Problem to solve: Using the exact wording, repeat every line of the material.

Task material:
//! Graph node trait: one computation in a StateGraph.
//!
//! Receives the full state and its task context, returns a partial update or a
//! suspension request. Routing is declared on the graph (edges), not returned by nodes.

use std::future::Future;
use std::pin::Pin;
use std::sync::Arc;

use async_trait::async_trait;
use serde_json::Value;

use crate::error::AgentError;

use super::{GraphState, RunContext, StateUpdate};

/// Result of running a node.
#[derive(Debug, Clone, PartialEq)]
pub enum NodeOutput {
    /// Writes to merge into state via the channel reducers.
    Continue(StateUpdate),
    /// Halt the run and surface `payload` to the caller. The node runs again on resume
    /// with the resume value in `RunContext::resume`.
    Suspend(Value),
}

impl From<StateUpdate> for NodeOutput {
    fn from(u: StateUpdate) -> Self {
        Self::Continue(u)
    }
}

/// One node of a graph.
///
/// **Interaction**: registered with `StateGraph::add_node`; the engine runs every node
/// scheduled in a superstep concurrently and merges their updates in registration order.
#[async_trait]
pub trait Node: Send + Sync {
    /// Node id (e.g. `"retrieve"`, `"supervisor"`). Must be unique within a graph.
    fn id(&self) -> &str;

    async fn run(&self, state: &GraphState, ctx: &RunContext) -> Result<NodeOutput, AgentError>;
}

type BoxedNodeFuture = Pin<Box<dyn Future<Output = Result<NodeOutput, AgentError>> + Send>>;

/// Node built from an async closure over owned state and context.
pub struct FnNode {
    id: String,
    f: Arc<dyn Fn(GraphState, RunContext) -> BoxedNodeFuture + Send + Sync>,
}

impl FnNode {
    pub fn new<F, Fut>(id: impl Into<String>, f: F) -> Self
    where
        F: Fn(GraphState, RunContext) -> Fut + Send + Sync + 'static,
        Fut: Future<Output = Result<NodeOutput, AgentError>> + Send + 'static,
    {
        Self {
            id: id.into(),
            f: Arc::new(move |s, c| Box::pin(f(s, c))),
        }
    }

    /// Shorthand returning `Arc<dyn Node>` for `add_node`.
    pub fn arc<F, Fut>(id: impl Into<String>, f: F) -> Arc<dyn Node>
    where
        F: Fn(GraphState, RunContext) -> Fut + Send + Sync + 'static,
        Fut: Future<Output = Result<NodeOutput, AgentError>> + Send + 'static,
    {
        Arc::new(Self::new(id, f))
    }
}

#[async_trait]
impl Node for FnNode {
    fn id(&self) -> &str {
        &self.id
    }

    async fn run(&self, state: &GraphState, ctx: &RunContext) -> Result<NodeOutput, AgentError> {
        (self.f)(state.clone(), ctx.clone()).await
    }
}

Response to this task:
//! Graph node trait: one computation in a StateGraph.
//!
//! Receives the full state and its task context, returns a partial update or a
//! suspension request. Routing is declared on the graph (edges), not returned by nodes.

use std::future::Future;
use std::pin::Pin;
use std::sync::Arc;

use async_trait::async_trait;
use serde_json::Value;

use crate::error::AgentError;

use super::{GraphState, RunContext, StateUpdate};

/// Result of running a node.
#[derive(Debug, Clone, PartialEq)]
pub enum NodeOutput {
    /// Writes to merge into state via the channel reducers.
    Continue(StateUpdate),
    /// Halt the run and surface `payload` to the caller. The node runs again on resume
    /// with the resume value in `RunContext::resume`.
    Suspend(Value),
}

impl From<StateUpdate> for NodeOutput {
    fn from(u: StateUpdate) -> Self {
        Self::Continue(u)
    }
}

/// One node of a graph.
///
/// **Interaction**: registered with `StateGraph::add_node`; the engine runs every node
/// scheduled in a superstep concurrently and merges their updates in registration order.
#[async_trait]
pub trait Node: Send + Sync {
    /// Node id (e.g. `"retrieve"`, `"supervisor"`). Must be unique within a graph.
    fn id(&self) -> &str;

    async fn run(&self, state: &GraphState, ctx: &RunContext) -> Result<NodeOutput, AgentError>;
}

type BoxedNodeFuture = Pin<Box<dyn Future<Output = Result<NodeOutput, AgentError>> + Send>>;

/// Node built from an async closure over owned state and context.
pub struct FnNode {
    id: String,
    f: Arc<dyn Fn(GraphState, RunContext) -> BoxedNodeFuture + Send + Sync>,
}

impl FnNode {
    pub fn new<F, Fut>(id: impl Into<String>, f: F) -> Self
    where
        F: Fn(GraphState, RunContext) -> Fut + Send + Sync + 'static,
        Fut: Future<Output = Result<NodeOutput, AgentError>> + Send + 'static,
    {
        Self {
            id: id.into(),
            f: Arc::new(move |s, c| Box::pin(f(s, c))),
        }
    }

    /// Shorthand returning `Arc<dyn Node>` for `add_node`.
    pub fn arc<F, Fut>(id: impl Into<String>, f: F) -> Arc<dyn Node>
    where
        F: Fn(GraphState, RunContext) -> Fut + Send + Sync + 'static,
        Fut: Future<Output = Result<NodeOutput, AgentError>> + Send + 'static,
    {
        Arc::new(Self::new(id, f))
    }
}

#[async_trait]
impl Node for FnNode {
    fn id(&self) -> &str {
        &self.id
    }

    async fn run(&self, state: &GraphState, ctx: &RunContext) -> Result<NodeOutput, AgentError> {
        (self.f)(state.clone(), ctx.clone()).await
    }
}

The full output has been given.